=== Begin Enclosure ===
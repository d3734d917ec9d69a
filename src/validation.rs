//! Upload validation utilities.

use std::path::Path;

use crate::types::{Error, Result};

/// Image extensions accepted by the prediction backend.
pub const ALLOWED_EXTENSIONS: &[&str] = &["png", "jpg", "jpeg", "bmp", "gif"];

/// Maximum crop label length forwarded to the backend.
pub const MAX_CROP_CHARS: usize = 50;

/// Validate that a string is not empty.
pub fn validate_non_empty(s: &str, field: &str) -> Result<()> {
    if s.trim().is_empty() {
        return Err(Error::validation(format!("{} cannot be empty", field)));
    }
    Ok(())
}

/// Validate that an image file name carries an accepted extension.
pub fn validate_image_name(file_name: &str) -> Result<()> {
    validate_non_empty(file_name, "image file name")?;
    let extension = Path::new(file_name)
        .extension()
        .and_then(|e| e.to_str())
        .map(str::to_ascii_lowercase)
        .ok_or_else(|| Error::validation(format!("{} has no file extension", file_name)))?;
    if !ALLOWED_EXTENSIONS.contains(&extension.as_str()) {
        return Err(Error::validation(format!(
            "unsupported image type .{}; expected one of {}",
            extension,
            ALLOWED_EXTENSIONS.join(", ")
        )));
    }
    Ok(())
}

/// MIME type for an accepted image extension.
pub fn image_mime(file_name: &str) -> &'static str {
    let extension = Path::new(file_name)
        .extension()
        .and_then(|e| e.to_str())
        .map(str::to_ascii_lowercase);
    match extension.as_deref() {
        Some("png") => "image/png",
        Some("jpg") | Some("jpeg") => "image/jpeg",
        Some("bmp") => "image/bmp",
        Some("gif") => "image/gif",
        _ => "application/octet-stream",
    }
}

/// Truncate a crop label to `MAX_CROP_CHARS` characters.
pub fn normalize_crop(crop: &str) -> String {
    crop.trim().chars().take(MAX_CROP_CHARS).collect()
}

/// Validate an upload form; returns the crop label as it will be sent.
pub fn validate_upload(file_name: &str, location: &str, crop: &str) -> Result<String> {
    validate_image_name(file_name)?;
    validate_non_empty(location, "location")?;
    Ok(normalize_crop(crop))
}

#[cfg(test)]
mod tests {
    use super::*;

    #[test]
    fn test_accepts_known_extensions_case_insensitive() {
        for name in ["leaf.png", "leaf.JPG", "leaf.jpeg", "a.b.bmp", "x.Gif"] {
            assert!(validate_image_name(name).is_ok(), "{name}");
        }
    }

    #[test]
    fn test_rejects_unknown_or_missing_extension() {
        assert!(validate_image_name("leaf.tiff").is_err());
        assert!(validate_image_name("leaf").is_err());
        assert!(validate_image_name("").is_err());
    }

    #[test]
    fn test_upload_requires_location() {
        let err = validate_upload("leaf.png", "   ", "banana").unwrap_err();
        assert!(err.to_string().contains("location cannot be empty"));
    }

    #[test]
    fn test_crop_is_truncated() {
        let long = "b".repeat(80);
        let crop = validate_upload("leaf.png", "Colombo", &long).unwrap();
        assert_eq!(crop.chars().count(), MAX_CROP_CHARS);
        assert_eq!(validate_upload("leaf.png", "Colombo", "").unwrap(), "");
    }

    #[test]
    fn test_image_mime() {
        assert_eq!(image_mime("a.JPEG"), "image/jpeg");
        assert_eq!(image_mime("a.png"), "image/png");
        assert_eq!(image_mime("a"), "application/octet-stream");
    }
}
//! Weather forecast access and advisory preparation.
//!
//! Forecasts come from a weatherapi.com-style `forecast.json` endpoint. Before
//! a forecast is sent to the advisory backend, bulky fields the model does not
//! need (current conditions, hourly rows, condition icons) are stripped.

use serde::{Deserialize, Serialize};
use serde_json::Value;
use tracing::{debug, warn};

use crate::client::error_body;
use crate::types::{Error, Result, WeatherConfig};

/// Forecast report as forwarded by the prediction backend.
#[derive(Debug, Clone, Default, PartialEq, Serialize, Deserialize)]
pub struct WeatherReport {
    #[serde(default)]
    pub location: Value,

    #[serde(default)]
    pub current: Value,

    #[serde(default)]
    pub forecast: Value,
}

impl WeatherReport {
    /// Location display name, if the API provided one.
    pub fn location_name(&self) -> Option<&str> {
        self.location.get("name").and_then(Value::as_str)
    }

    /// Number of forecast days present.
    pub fn forecast_days(&self) -> usize {
        self.forecast
            .get("forecastday")
            .and_then(Value::as_array)
            .map_or(0, Vec::len)
    }
}

/// Copy of `weather` without `current`, and without `hour` and
/// `day.condition` on every forecast day.
pub fn prune_for_advisory(weather: &Value) -> Value {
    let mut pruned = weather.clone();
    if let Some(root) = pruned.as_object_mut() {
        root.remove("current");

        let days = root
            .get_mut("forecast")
            .and_then(|f| f.get_mut("forecastday"))
            .and_then(Value::as_array_mut);
        for day in days.into_iter().flatten() {
            let Some(day) = day.as_object_mut() else {
                continue;
            };
            day.remove("hour");
            if let Some(summary) = day.get_mut("day").and_then(Value::as_object_mut) {
                summary.remove("condition");
            }
        }
    }
    pruned
}

/// Client for the public forecast API.
#[derive(Debug, Clone)]
pub struct WeatherClient {
    config: WeatherConfig,
    http_client: reqwest::Client,
}

impl WeatherClient {
    pub fn new(config: WeatherConfig) -> Result<Self> {
        let http_client = reqwest::Client::builder()
            .timeout(config.request_timeout)
            .user_agent(concat!("agro-advisor/", env!("CARGO_PKG_VERSION")))
            .build()?;
        Ok(Self {
            config,
            http_client,
        })
    }

    /// Fetch a forecast for a free-text location.
    pub async fn forecast(&self, location: &str) -> Result<WeatherReport> {
        let api_key = self
            .config
            .api_key
            .as_deref()
            .ok_or_else(|| Error::config("weather API key is not configured"))?;
        if location.trim().is_empty() {
            return Err(Error::validation("location cannot be empty"));
        }

        let url = format!("{}/forecast.json", self.config.base_url.trim_end_matches('/'));
        let days = self.config.forecast_days.to_string();
        debug!(url = %url, location = %location, days = %days, "Fetching forecast");

        let response = self
            .http_client
            .get(&url)
            .query(&[
                ("key", api_key),
                ("q", location),
                ("days", days.as_str()),
                ("aqi", "no"),
                ("alerts", "no"),
            ])
            .send()
            .await?;

        let status = response.status();
        if !status.is_success() {
            let body = error_body(response, &url).await;
            warn!(status = %status, location = %location, "Forecast request failed");
            return Err(Error::upstream(status.as_u16(), body));
        }

        Ok(response.json().await?)
    }
}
=== End Enclosure ===
DIRECTIONS:
Which lines above include the string "leaf"? Show them.

FINISHED EXERCISE:
        for name in ["leaf.png", "leaf.JPG", "leaf.jpeg", "a.b.bmp", "x.Gif"] {
        assert!(validate_image_name("leaf.tiff").is_err());
        assert!(validate_image_name("leaf").is_err());
        let err = validate_upload("leaf.png", "   ", "banana").unwrap_err();
        let crop = validate_upload("leaf.png", "Colombo", &long).unwrap();
        assert_eq!(validate_upload("leaf.png", "Colombo", "").unwrap(), "");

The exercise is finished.